Collected data

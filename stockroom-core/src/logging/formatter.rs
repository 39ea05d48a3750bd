//! Log line formatting

use super::LogLevel;
use chrono::{DateTime, Utc};
use serde_json::Value;
use std::collections::BTreeMap;
use std::str::FromStr;

/// A structured log entry
#[derive(Debug, Clone)]
pub struct LogEntry {
    pub timestamp: DateTime<Utc>,
    pub level: LogLevel,
    pub message: String,
    /// Module path of the call site
    pub target: String,
    /// Context fields attached to every entry
    pub fields: BTreeMap<String, Value>,
}

impl LogEntry {
    pub fn new(level: LogLevel, message: impl Into<String>, target: impl Into<String>) -> Self {
        Self {
            timestamp: Utc::now(),
            level,
            message: message.into(),
            target: target.into(),
            fields: BTreeMap::new(),
        }
    }

    pub fn with_field(mut self, key: &str, value: Value) -> Self {
        self.fields.insert(key.to_string(), value);
        self
    }
}

/// How log lines are rendered
#[derive(Clone, Debug, PartialEq, Eq, Default)]
pub enum LogFormat {
    /// `{"timestamp":"...","level":"INFO","target":"...","message":"..."}`
    Json,
    /// `2024-01-15 10:30:00.000 INFO  [stockroom_core::coordinator] Fetching languages`
    #[default]
    Human,
    /// `timestamp=... level=INFO target=... message="..."`
    Logfmt,
}

impl FromStr for LogFormat {
    type Err = String;

    fn from_str(s: &str) -> Result<Self, Self::Err> {
        match s.to_ascii_lowercase().as_str() {
            "json" => Ok(LogFormat::Json),
            "human" | "text" => Ok(LogFormat::Human),
            "logfmt" => Ok(LogFormat::Logfmt),
            other => Err(format!("unknown log format \"{}\"", other)),
        }
    }
}

impl LogFormat {
    pub fn format_entry(&self, entry: &LogEntry) -> String {
        match self {
            LogFormat::Json => format_json(entry),
            LogFormat::Human => format_human(entry),
            LogFormat::Logfmt => format_logfmt(entry),
        }
    }
}

fn level_name(level: LogLevel) -> String {
    format!("{:?}", level).to_uppercase()
}

fn plain(value: &Value) -> String {
    match value {
        Value::String(s) => s.clone(),
        other => other.to_string(),
    }
}

fn format_json(entry: &LogEntry) -> String {
    let mut json = serde_json::Map::new();
    json.insert("timestamp".to_string(), Value::String(entry.timestamp.to_rfc3339()));
    json.insert("level".to_string(), Value::String(level_name(entry.level)));
    json.insert("target".to_string(), Value::String(entry.target.clone()));
    json.insert("message".to_string(), Value::String(entry.message.clone()));
    for (key, value) in &entry.fields {
        json.insert(key.clone(), value.clone());
    }
    serde_json::to_string(&json).unwrap_or_else(|_| "Failed to serialize log entry".to_string())
}

fn format_human(entry: &LogEntry) -> String {
    let timestamp = entry.timestamp.format("%Y-%m-%d %H:%M:%S%.3f");
    let mut line = format!(
        "{} {:5} [{}] {}",
        timestamp,
        level_name(entry.level),
        entry.target,
        entry.message
    );
    for (key, value) in &entry.fields {
        line.push_str(&format!(" {}={}", key, plain(value)));
    }
    line
}

fn format_logfmt(entry: &LogEntry) -> String {
    let quote = |s: &str| format!("\"{}\"", s.replace('"', "\\\""));
    let mut parts = vec![
        format!("timestamp={}", entry.timestamp.to_rfc3339()),
        format!("level={}", level_name(entry.level)),
        format!("target={}", entry.target),
        format!("message={}", quote(&entry.message)),
    ];
    for (key, value) in &entry.fields {
        let rendered = match value {
            Value::Number(n) => n.to_string(),
            Value::Bool(b) => b.to_string(),
            other => quote(&plain(other)),
        };
        parts.push(format!("{}={}", key, rendered));
    }
    parts.join(" ")
}

#[cfg(test)]
mod tests {
    use super::*;

    #[test]
    fn test_json_format() {
        let entry = LogEntry::new(LogLevel::Info, "Fetching languages", "stockroom_core::coordinator");

        let parsed: Value = serde_json::from_str(&LogFormat::Json.format_entry(&entry)).unwrap();

        assert_eq!(parsed["message"], "Fetching languages");
        assert_eq!(parsed["level"], "INFO");
        assert_eq!(parsed["target"], "stockroom_core::coordinator");
    }

    #[test]
    fn test_human_format() {
        let entry = LogEntry::new(LogLevel::Warn, "Session expired", "stockroom_core::session")
            .with_field("app", Value::String("stockroom".into()));

        let formatted = LogFormat::Human.format_entry(&entry);

        assert!(formatted.contains("WARN"));
        assert!(formatted.contains("[stockroom_core::session] Session expired"));
        assert!(formatted.ends_with("app=stockroom"));
    }

    #[test]
    fn test_logfmt_escapes_quotes() {
        let entry = LogEntry::new(LogLevel::Error, "bad \"value\"", "app");

        let formatted = LogFormat::Logfmt.format_entry(&entry);

        assert!(formatted.contains("level=ERROR"));
        assert!(formatted.contains("message=\"bad \\\"value\\\"\""));
    }

    #[test]
    fn test_parse_format() {
        assert_eq!("JSON".parse::<LogFormat>(), Ok(LogFormat::Json));
        assert!("xml".parse::<LogFormat>().is_err());
    }
}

> [Problem requirements]: Tally the lines in the records above that contain the word "Session", and give only that number.

> [Solution to this task]: 2